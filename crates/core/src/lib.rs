//! `storeroom-core` — domain foundation building blocks.
//!
//! This crate contains **pure domain** primitives (no infrastructure concerns).

pub mod entity;
pub mod error;
pub mod id;

pub use entity::Entity;
pub use error::DomainError;
pub use id::RowId;
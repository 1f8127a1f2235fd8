//! Product persistence.
//!
//! Every backend acquires its storage session (a pooled connection, a
//! transaction, or a lock guard) inside the call and releases it on drop,
//! so no session outlives a single operation regardless of how it exits.

pub mod in_memory;
pub mod postgres;

use async_trait::async_trait;
use thiserror::Error;

use storeroom_core::DomainError;
use storeroom_products::{NewProduct, Product, ProductFields, ProductId};

pub use in_memory::InMemoryProductStore;
pub use postgres::PostgresProductStore;

#[derive(Debug, Error)]
pub enum StoreError {
    #[error(transparent)]
    Domain(#[from] DomainError),

    /// The backend failed (connection loss, constraint violation, ...).
    #[error("store backend error: {0}")]
    Backend(String),
}

impl StoreError {
    pub fn not_found() -> Self {
        Self::Domain(DomainError::not_found())
    }

    pub fn is_not_found(&self) -> bool {
        matches!(self, Self::Domain(DomainError::NotFound))
    }
}

/// Storage contract for products.
///
/// `list` and `list_by_category` make no ordering promise to callers; the
/// bundled backends happen to return ascending ids.
#[async_trait]
pub trait ProductStore: Send + Sync {
    /// Insert a product; the store assigns the id.
    async fn create(&self, new: NewProduct) -> Result<Product, StoreError>;

    async fn list(&self) -> Result<Vec<Product>, StoreError>;

    /// Products whose category equals `category` exactly. Unknown categories
    /// yield an empty list.
    async fn list_by_category(&self, category: &str) -> Result<Vec<Product>, StoreError>;

    async fn get(&self, id: ProductId) -> Result<Option<Product>, StoreError>;

    /// Overwrite all mutable fields of an existing product.
    ///
    /// Returns `StoreError::Domain(DomainError::NotFound)` and writes nothing
    /// when `id` is absent.
    async fn update(&self, id: ProductId, fields: ProductFields) -> Result<Product, StoreError>;

    /// Remove an existing product; not-found when `id` is absent.
    async fn delete(&self, id: ProductId) -> Result<(), StoreError>;
}
use std::sync::Arc;

use axum::{extract::Extension, Json};

use crate::app::dto::HealthResponse;
use crate::app::services::AppServices;

pub async fn health(Extension(services): Extension<Arc<AppServices>>) -> Json<HealthResponse> {
    Json(HealthResponse {
        status: "ok",
        store: services.backend_name(),
    })
}
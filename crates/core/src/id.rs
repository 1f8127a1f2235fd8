//! Store-generated row identifiers.

use core::str::FromStr;
use serde::{Deserialize, Serialize};

use crate::error::DomainError;

/// Integer identifier assigned by the store on insert.
///
/// Never constructed by clients for new rows; parsing exists for path
/// parameters that reference existing rows.
#[derive(Debug, Copy, Clone, PartialEq, Eq, PartialOrd, Ord, Hash, Serialize, Deserialize)]
#[serde(transparent)]
pub struct RowId(i64);

impl RowId {
    pub fn from_i64(value: i64) -> Self {
        Self(value)
    }

    pub fn as_i64(&self) -> i64 {
        self.0
    }
}

impl core::fmt::Display for RowId {
    fn fmt(&self, f: &mut core::fmt::Formatter<'_>) -> core::fmt::Result {
        core::fmt::Display::fmt(&self.0, f)
    }
}

impl FromStr for RowId {
    type Err = DomainError;

    fn from_str(s: &str) -> Result<Self, Self::Err> {
        let value = s
            .trim()
            .parse::<i64>()
            .map_err(|e| DomainError::invalid_id(format!("RowId: {e}")))?;
        Ok(Self(value))
    }
}
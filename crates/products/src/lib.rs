//! Products domain module.
//!
//! The product entity and the payload shapes used to create and replace it.
//! Pure data (no IO, no HTTP, no storage).

pub mod product;

pub use product::{NewProduct, Product, ProductFields, ProductId, ProductUpdate};
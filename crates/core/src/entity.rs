//! Entity trait: persisted identity plus a stable name for logs and errors.

/// A persisted record with a store-assigned identity.
pub trait Entity {
    /// Strongly-typed entity identifier.
    type Id: Copy + Eq + core::hash::Hash + core::fmt::Debug + core::fmt::Display;

    /// Lowercase singular name, e.g. `"product"`.
    const KIND: &'static str;

    /// Returns the entity identifier.
    fn id(&self) -> Self::Id;

    /// Human-readable "not found" message for this entity kind.
    fn not_found_message() -> String {
        let mut kind = Self::KIND.to_string();
        if let Some(first) = kind.get_mut(0..1) {
            first.make_ascii_uppercase();
        }
        format!("{kind} not found")
    }
}
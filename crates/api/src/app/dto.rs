use serde::Serialize;

use storeroom_products::{NewProduct, ProductUpdate};

// -------------------------
// Request DTOs
// -------------------------

/// `POST /products/` body: `{name, category, size, unit}`.
pub type CreateProductRequest = NewProduct;

/// `PUT /products/{id}` body: the full product; a body `id` is ignored.
pub type UpdateProductRequest = ProductUpdate;

// -------------------------
// Response DTOs
// -------------------------

#[derive(Debug, Serialize)]
pub struct HealthResponse {
    pub status: &'static str,
    pub store: &'static str,
}
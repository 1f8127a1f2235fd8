//! Tracing/logging (shared setup).

/// Tracing configuration (filters, output format).
pub mod tracing;

pub use self::tracing::LogFormat;

/// Initialize process-wide tracing with an explicit default level and format.
///
/// This is safe to call multiple times; subsequent calls become no-ops.
pub fn init_with(default_level: &str, format: LogFormat) {
    tracing::init_with(default_level, format);
}
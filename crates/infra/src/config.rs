//! Configuration loading and representation.
//!
//! Sources, lowest to highest precedence:
//! 1. built-in defaults
//! 2. `storeroom.toml` (or the file named by `STOREROOM_CONFIG`), if present
//! 3. `STOREROOM_*` environment variables, nested on `__`
//!    (e.g. `STOREROOM_SERVER__PORT=9000`)
//! 4. `DATABASE_URL`, as a plain override for `database.url`

use figment::{
    providers::{Env, Format, Serialized, Toml},
    Figment,
};
use serde::{Deserialize, Serialize};
use thiserror::Error;

pub const DEFAULT_CONFIG_FILE: &str = "storeroom.toml";

#[derive(Debug, Error)]
pub enum ConfigError {
    #[error("failed to load config: {0}")]
    Load(#[from] figment::Error),
}

#[derive(Debug, Clone, PartialEq, Serialize, Deserialize)]
pub struct ServerConfig {
    pub host: String,
    pub port: u16,
}

impl Default for ServerConfig {
    fn default() -> Self {
        Self {
            host: "0.0.0.0".to_string(),
            port: 8080,
        }
    }
}

impl ServerConfig {
    pub fn bind_addr(&self) -> String {
        format!("{}:{}", self.host, self.port)
    }
}

/// Store selection: Postgres when `url` is set, in-memory otherwise.
#[derive(Debug, Clone, PartialEq, Serialize, Deserialize)]
pub struct DatabaseConfig {
    pub url: Option<String>,
    pub max_connections: u32,
}

impl Default for DatabaseConfig {
    fn default() -> Self {
        Self {
            url: None,
            max_connections: 5,
        }
    }
}

#[derive(Debug, Clone, PartialEq, Serialize, Deserialize)]
pub struct TelemetryConfig {
    /// Default filter directive; `RUST_LOG` overrides it.
    pub log_level: String,
    pub json: bool,
}

impl Default for TelemetryConfig {
    fn default() -> Self {
        Self {
            log_level: "info".to_string(),
            json: true,
        }
    }
}

/// Cross-origin policy. An empty list admits any origin.
#[derive(Debug, Clone, Default, PartialEq, Serialize, Deserialize)]
pub struct CorsConfig {
    pub allowed_origins: Vec<String>,
}

#[derive(Debug, Clone, Default, PartialEq, Serialize, Deserialize)]
pub struct AppConfig {
    #[serde(default)]
    pub server: ServerConfig,
    #[serde(default)]
    pub database: DatabaseConfig,
    #[serde(default)]
    pub telemetry: TelemetryConfig,
    #[serde(default)]
    pub cors: CorsConfig,
}

impl AppConfig {
    /// Load configuration from the file named by `STOREROOM_CONFIG` (falling
    /// back to `storeroom.toml`) and the environment.
    pub fn load() -> Result<Self, ConfigError> {
        let path = std::env::var("STOREROOM_CONFIG")
            .unwrap_or_else(|_| DEFAULT_CONFIG_FILE.to_string());
        Self::load_from(&path)
    }

    /// Load configuration using `path` as the TOML layer. A missing file is
    /// not an error.
    pub fn load_from(path: &str) -> Result<Self, ConfigError> {
        Ok(Self::figment(path).extract()?)
    }

    pub fn figment(path: &str) -> Figment {
        Figment::from(Serialized::defaults(AppConfig::default()))
            .merge(Toml::file(path))
            .merge(Env::prefixed("STOREROOM_").split("__"))
            .merge(
                Env::raw()
                    .only(&["DATABASE_URL"])
                    .map(|_| "database.url".into()),
            )
    }
}

#[cfg(test)]
mod tests {
    use super::*;
    use figment::Jail;

    #[test]
    fn defaults_without_file() {
        let config = AppConfig::default();
        assert_eq!(config.server.bind_addr(), "0.0.0.0:8080");
        assert_eq!(config.database.url, None);
        assert_eq!(config.database.max_connections, 5);
        assert_eq!(config.telemetry.log_level, "info");
        assert!(config.telemetry.json);
        assert!(config.cors.allowed_origins.is_empty());
    }

    #[test]
    fn toml_file_overrides_defaults() {
        Jail::expect_with(|jail| {
            jail.create_file(
                "custom.toml",
                r#"
                [server]
                port = 9001

                [telemetry]
                json = false

                [cors]
                allowed_origins = ["http://localhost:3000"]
                "#,
            )?;

            let config = AppConfig::figment("custom.toml").extract::<AppConfig>()?;
            assert_eq!(config.server.host, "0.0.0.0");
            assert_eq!(config.server.port, 9001);
            assert!(!config.telemetry.json);
            assert_eq!(config.cors.allowed_origins, vec!["http://localhost:3000"]);
            Ok(())
        });
    }

    #[test]
    fn prefixed_env_overrides_file() {
        Jail::expect_with(|jail| {
            jail.create_file("storeroom.toml", "[server]\nport = 9001\n")?;
            jail.set_env("STOREROOM_SERVER__PORT", "9002");
            jail.set_env("STOREROOM_TELEMETRY__LOG_LEVEL", "debug");

            let config = AppConfig::figment("storeroom.toml").extract::<AppConfig>()?;
            assert_eq!(config.server.port, 9002);
            assert_eq!(config.telemetry.log_level, "debug");
            Ok(())
        });
    }

    #[test]
    fn database_url_env_wins() {
        Jail::expect_with(|jail| {
            jail.set_env("STOREROOM_DATABASE__URL", "postgres://from-prefixed/db");
            jail.set_env("DATABASE_URL", "postgres://from-plain/db");

            let config = AppConfig::figment("missing.toml").extract::<AppConfig>()?;
            assert_eq!(config.database.url.as_deref(), Some("postgres://from-plain/db"));
            Ok(())
        });
    }

    #[test]
    fn malformed_value_is_a_load_error() {
        Jail::expect_with(|jail| {
            jail.create_file("bad.toml", "[server]\nport = \"not-a-port\"\n")?;
            let err = AppConfig::load_from("bad.toml").unwrap_err();
            assert!(matches!(err, ConfigError::Load(_)));
            Ok(())
        });
    }
}
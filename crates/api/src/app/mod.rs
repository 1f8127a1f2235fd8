//! HTTP API application wiring (Axum router + service wiring).
//!
//! - `services.rs`: store selection and wiring
//! - `routes/`: HTTP routes + handlers (one file per area)
//! - `dto.rs`: request/response DTOs
//! - `errors.rs`: consistent error responses
//! - `openapi.rs`: OpenAPI document + Swagger UI

use std::sync::Arc;

use axum::{Extension, Router};
use tower::ServiceBuilder;

use storeroom_infra::config::CorsConfig;

use crate::middleware;

pub mod dto;
pub mod errors;
pub mod openapi;
pub mod routes;
pub mod services;

/// Build the full HTTP router (public entrypoint used by `main.rs`).
pub fn build_app(services: Arc<services::AppServices>, cors: &CorsConfig) -> Router {
    routes::router().layer(
        ServiceBuilder::new()
            .layer(middleware::trace_layer())
            .layer(middleware::cors_layer(cors))
            .layer(Extension(services)),
    )
}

- - -

* WHAT IS NEEDED: Write down exactly the span of lines above from the one containing "async fn delete(&self, id: ProductId)" to the one containing "impl core::fmt::Display for", both ends included.

* ANSWER BOX:
    async fn delete(&self, id: ProductId) -> Result<(), StoreError>;
}
use std::sync::Arc;

use axum::{extract::Extension, Json};

use crate::app::dto::HealthResponse;
use crate::app::services::AppServices;

pub async fn health(Extension(services): Extension<Arc<AppServices>>) -> Json<HealthResponse> {
    Json(HealthResponse {
        status: "ok",
        store: services.backend_name(),
    })
}
filename crates/core/src/id.rs
repository 1f8127a1f2235fd8
//! Store-generated row identifiers.

use core::str::FromStr;
use serde::{Deserialize, Serialize};

use crate::error::DomainError;

/// Integer identifier assigned by the store on insert.
///
/// Never constructed by clients for new rows; parsing exists for path
/// parameters that reference existing rows.
#[derive(Debug, Copy, Clone, PartialEq, Eq, PartialOrd, Ord, Hash, Serialize, Deserialize)]
#[serde(transparent)]
pub struct RowId(i64);

impl RowId {
    pub fn from_i64(value: i64) -> Self {
        Self(value)
    }

    pub fn as_i64(&self) -> i64 {
        self.0
    }
}

impl core::fmt::Display for RowId {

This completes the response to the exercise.